Anyway, not everyone sees the bulky and slow minivan as a target practice for bullying. Instead, over the years, some folks have treated them to a welcomed change – and turned them into bonkers creations. For example, back during the 1990s, Renault showcased an Espace F1 prototype, and more recently, Ford used its Transit SuperVan electric demonstrator to hit the Pikes Peak International Climb! But that's all in the real world. Most likely, these two would be easily scared away by what hides in the imaginative realm of digital car content creators. Over there, movie franchises are being torn apart and reimagined as integral parts of the parallel universes of automotive CGI, for example.

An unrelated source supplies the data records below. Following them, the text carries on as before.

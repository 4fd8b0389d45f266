//! Header index assignment
//!
//! Walks header rows in order, placing every cell on the first logical
//! column its row has not yet given away to an earlier cell's span.

use serde::Serialize;
use tracing::debug;

use super::column::{ColumnDef, FieldKey};
use crate::core::matrix::OccupancyMatrix;
use crate::data::constants::{ATTR_COLSPAN, ATTR_ROWSPAN, MAX_COLSPAN, MAX_ROWSPAN};
use crate::utils::error::{record_warning, GridWarning, Resolved, WarningKind};

/// Header rows annotated with logical column indices
#[derive(Debug, Clone, PartialEq, Serialize)]
pub struct ResolvedHeader {
    /// Header rows, each cell carrying `field_index` / defaulted `field`
    pub rows: Vec<Vec<ColumnDef>>,
    /// Logical column count (sum of the first row's colspans)
    pub total_columns: usize,
}

impl ResolvedHeader {
    /// The flat list of data columns, indexed by logical column
    ///
    /// Every leaf cell sits at its `field_index`. Positions no leaf claimed
    /// hold a field-less column, which extraction keys by its index.
    pub fn leaf_columns(&self) -> Vec<ColumnDef> {
        let width = self
            .rows
            .iter()
            .flatten()
            .filter(|c| c.is_leaf())
            .filter_map(|c| c.field_index)
            .map(|i| i + 1)
            .max()
            .unwrap_or(0)
            .max(self.total_columns);

        let mut leaves = vec![ColumnDef::anonymous(); width];
        for column in self.rows.iter().flatten().filter(|c| c.is_leaf()) {
            if let Some(index) = column.field_index {
                leaves[index] = column.clone();
            }
        }
        leaves
    }

    /// Fields of the data columns, in logical order
    pub fn fields(&self) -> Vec<FieldKey> {
        self.leaf_columns()
            .into_iter()
            .enumerate()
            .map(|(i, c)| c.field.unwrap_or(FieldKey::Index(i)))
            .collect()
    }

    /// Title of the column owning `field`, or an empty string
    pub fn field_title(&self, field: &FieldKey) -> String {
        crate::features::fields::get_field_title(self.rows.iter().flatten(), field)
    }
}

/// Resolve header rows into a new, annotated copy
///
/// Each cell with `colspan == 1` receives the logical column it landed on as
/// `field_index`, and that index as its `field` when it had none. Cells
/// spanning several columns are left without a `field_index`.
pub fn resolve_header_indices(rows: &[Vec<ColumnDef>]) -> Resolved<ResolvedHeader> {
    let mut resolved = rows.to_vec();
    let (total_columns, warnings) = assign_field_indices(&mut resolved);

    Resolved::with_warnings(
        ResolvedHeader {
            rows: resolved,
            total_columns,
        },
        warnings,
    )
}

/// Annotate header rows in place, returning the warnings collected
pub fn resolve_header_indices_in_place(rows: &mut [Vec<ColumnDef>]) -> Vec<GridWarning> {
    assign_field_indices(rows).1
}

/// Walk the header rows, placing each cell at the first free logical column
///
/// Every cell claims its full `rowspan x colspan` rectangle. Only the leaf
/// (`colspan == 1`) cells get a `field_index`; spanning cells just reserve
/// their columns in the rows they cover.
fn assign_field_indices(rows: &mut [Vec<ColumnDef>]) -> (usize, Vec<GridWarning>) {
    let mut warnings = Vec::new();
    let total_columns: usize = rows
        .first()
        .map(|first| {
            first
                .iter()
                .fold(0usize, |acc, c| acc.saturating_add(c.colspan_or_default()))
        })
        .unwrap_or(0);

    let mut matrix = OccupancyMatrix::new(rows.len(), total_columns);

    for (i, row) in rows.iter_mut().enumerate() {
        for column in row.iter_mut() {
            check_declared_spans(column, i, &mut warnings);

            let rowspan = column.rowspan_or_default();
            let colspan = column.colspan_or_default();
            let placement = matrix.place(i, 0, rowspan, colspan);

            if !placement.in_grid(total_columns) {
                record_warning(
                    &mut warnings,
                    GridWarning::new(
                        WarningKind::RowOverflow,
                        format!(
                            "header cell {} has no free column (row already holds {} of {})",
                            describe(column),
                            matrix.claimed_in_row(i),
                            total_columns
                        ),
                    )
                    .at(i, None),
                );
                continue;
            }

            if column.is_leaf() {
                column.field_index = Some(placement.column);
                if column.field.is_none() {
                    column.field = Some(FieldKey::Index(placement.column));
                }
            }

            if placement.clipped {
                record_warning(
                    &mut warnings,
                    GridWarning::new(
                        WarningKind::SpanClipped,
                        format!(
                            "header cell {} spans {}x{} past the {}x{} header",
                            describe(column),
                            rowspan,
                            colspan,
                            matrix.rows(),
                            total_columns
                        ),
                    )
                    .at(i, Some(placement.column)),
                );
            }
        }
    }

    debug!(
        rows = rows.len(),
        columns = total_columns,
        warnings = warnings.len(),
        "resolved header indices"
    );

    (total_columns, warnings)
}

fn check_declared_spans(column: &ColumnDef, row: usize, warnings: &mut Vec<GridWarning>) {
    let declared = [
        (ATTR_COLSPAN, column.colspan, MAX_COLSPAN),
        (ATTR_ROWSPAN, column.rowspan, MAX_ROWSPAN),
    ];
    for (name, span, max) in declared {
        let Some(n) = span else { continue };
        let message = if n < 1 {
            format!("header cell {} has {} {}, using 1", describe(column), name, n)
        } else if usize::try_from(n).map_or(true, |n| n > max) {
            format!(
                "header cell {} has {} {}, clamped to {}",
                describe(column),
                name,
                n,
                max
            )
        } else {
            continue;
        };
        record_warning(
            warnings,
            GridWarning::new(WarningKind::InvalidSpan, message).at(row, None),
        );
    }
}

fn describe(column: &ColumnDef) -> String {
    match (&column.field, &column.title) {
        (Some(field), _) => format!("'{}'", field),
        (None, Some(title)) => format!("\"{}\"", title),
        (None, None) => "<unnamed>".to_string(),
    }
}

As a reminder, not long ago, Abimelec Arellano, a virtual artist better known as abimelecdesign on social media, entered into another friendly digital collaboration with a major firm – SpeedKore. Together with the carbon fiber restomod specialist, the pixel master imagined a lot of old-school Mopar projects, from 1970 Plymouth 'Barra'Cuda' muscle cars to Dodge Demon 'Krampus' coupes.

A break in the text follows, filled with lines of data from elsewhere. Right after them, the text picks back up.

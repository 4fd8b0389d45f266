//! HTML table adapter
//!
//! Reads rendered `<table>` markup through `scraper`. Only direct children
//! are walked (`table > thead > tr > th`, `table > tbody > tr > td`), so
//! cells of nested tables never leak into the outer table.

use lazy_static::lazy_static;
use scraper::{ElementRef, Html, Selector};
use serde_json::Value;

use super::source::{RowSource, TableElement};
use crate::core::header::{parse_span_str, ColumnDef, FieldKey};
use crate::data::constants::{ATTR_COLSPAN, ATTR_DATA_FIELD, ATTR_ROWSPAN, CELL_TAGS};
use crate::utils::data_attr::{data_attr_key, normalize_data_key, parse_data_value};
use crate::utils::error::{GridError, GridResult};

lazy_static! {
    static ref TABLE_SELECTOR: Selector = Selector::parse("table").unwrap();
}

impl<'h> TableElement for ElementRef<'h> {
    fn attr(&self, name: &str) -> Option<&str> {
        self.value().attr(name)
    }

    fn attrs(&self) -> Vec<(&str, &str)> {
        self.value().attrs().collect()
    }

    fn inner_html(&self) -> String {
        ElementRef::inner_html(self)
    }

    fn text(&self) -> String {
        ElementRef::text(self).collect()
    }
}

impl<'h> RowSource for ElementRef<'h> {
    type Cell<'a> = ElementRef<'h> where Self: 'a;

    fn cells(&self) -> Vec<ElementRef<'h>> {
        child_elements(*self)
            .filter(|child| CELL_TAGS.contains(&child.value().name()))
            .collect()
    }
}

fn child_elements<'h>(element: ElementRef<'h>) -> impl Iterator<Item = ElementRef<'h>> {
    element.children().filter_map(ElementRef::wrap)
}

/// A parsed HTML document holding one or more tables
pub struct HtmlDocument {
    html: Html,
}

impl HtmlDocument {
    /// Parse a document or fragment
    pub fn parse(input: &str) -> Self {
        HtmlDocument {
            html: Html::parse_document(input),
        }
    }

    /// Every table in document order, nested ones included
    pub fn tables(&self) -> Vec<HtmlTable<'_>> {
        self.html
            .select(&TABLE_SELECTOR)
            .map(|element| HtmlTable { element })
            .collect()
    }

    /// The `index`-th table of the document
    pub fn table(&self, index: usize) -> GridResult<HtmlTable<'_>> {
        let tables = self.tables();
        let count = tables.len();
        tables.into_iter().nth(index).ok_or_else(|| {
            GridError::invalid(format!(
                "table {} requested but the document has {} table(s)",
                index, count
            ))
        })
    }
}

/// One `<table>` element
#[derive(Debug, Clone, Copy)]
pub struct HtmlTable<'h> {
    element: ElementRef<'h>,
}

impl<'h> HtmlTable<'h> {
    pub fn element(&self) -> ElementRef<'h> {
        self.element
    }

    /// Rows of the table's own `<thead>` sections
    pub fn header_rows(&self) -> Vec<ElementRef<'h>> {
        self.section_rows("thead")
    }

    /// Rows of the table's own `<tbody>` sections, plus rows placed directly in the table
    pub fn body_rows(&self) -> Vec<ElementRef<'h>> {
        let mut rows = Vec::new();
        for child in child_elements(self.element) {
            match child.value().name() {
                "tbody" => rows.extend(rows_of(child)),
                "tr" => rows.push(child),
                _ => {}
            }
        }
        rows
    }

    /// Column definitions read from the `<thead>` cells
    ///
    /// Each cell contributes its `data-field` as the field, its text as the
    /// title, its spans, and its remaining `data-*` attributes as options.
    pub fn header_columns(&self) -> Vec<Vec<ColumnDef>> {
        self.header_rows()
            .iter()
            .map(|row| row.cells().iter().map(column_from_cell).collect())
            .collect()
    }

    fn section_rows(&self, section: &str) -> Vec<ElementRef<'h>> {
        child_elements(self.element)
            .filter(|child| child.value().name() == section)
            .flat_map(rows_of)
            .collect()
    }
}

fn rows_of(section: ElementRef<'_>) -> impl Iterator<Item = ElementRef<'_>> {
    child_elements(section).filter(|child| child.value().name() == "tr")
}

fn column_from_cell(cell: &ElementRef<'_>) -> ColumnDef {
    let title = normalize_ws(&TableElement::text(cell));
    let mut column = ColumnDef {
        field: cell
            .attr(ATTR_DATA_FIELD)
            .map(|f| FieldKey::Name(f.to_string())),
        title: (!title.is_empty()).then_some(title),
        colspan: cell.attr(ATTR_COLSPAN).map(parse_span_str),
        rowspan: cell.attr(ATTR_ROWSPAN).map(parse_span_str),
        ..Default::default()
    };

    for (name, value) in cell.attrs() {
        if name.eq_ignore_ascii_case(ATTR_DATA_FIELD) {
            continue;
        }
        if let Some(key) = data_attr_key(name) {
            column
                .extra
                .insert(normalize_data_key(key), parse_data_value(value));
        }
    }
    column
}

fn normalize_ws(s: &str) -> String {
    s.split_whitespace().collect::<Vec<_>>().join(" ")
}

/// Read a column option back out of a header-derived definition
pub fn column_option<'c>(column: &'c ColumnDef, key: &str) -> Option<&'c Value> {
    column.extra.get(key)
}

But more recently, Arellano and SpeedKore switched focus to a modern Chrysler Pacifica 'Baba Yaga' that got clad in virtual carbon fiber and featured a 1,514-horsepower Demon-based V8 swap. Its nickname was a clear nod to both MPV jokes and the recent John Wick movie franchise starring Keanu Reeves. However, the latest collaboration from their 'What If' series is basically a mix of old and new – classic vehicles in fresh clothes.
And it's also a continuation of the Keanu Reeves pun as they nicknamed their virtual 1984 Dodge Caravan that's 'oh-so humble' yet feisty (just like the actor, well known for his mild manner outside of the silver screen and his action flicks from the cinemas) as John Wick. They are also trying to breathe new life into the #VanLife social media trend, using their "humble 1984 Dodge Caravan with some minor upgrades" as a reference.
According to the team, the highlights include the SpeedKore aerospace-grade carbon fiber. This bonkers aerodynamic widebody kit, along with the "turbofan-style" aftermarket wheels, pay their respect to IMSA's GTO class. There are also a few details quite worthy of mentioning – such as the center fin or the floating spoiler, both inspired by the current flock of Le Mans hypercars, for example.
Meanwhile, there's also enough hypothetical power under the hood to warrant the crazy looks – and classic yet virtual "tire roasting antics" are ensured via a mid-mounted (!) Dodge R5P7 NASCAR mill hooked to a six-speed sequential transmission. Now, if we find a derelict 1984 Dodge Caravan and donate it, can we convince anyone to finance this mind-boggling transformation?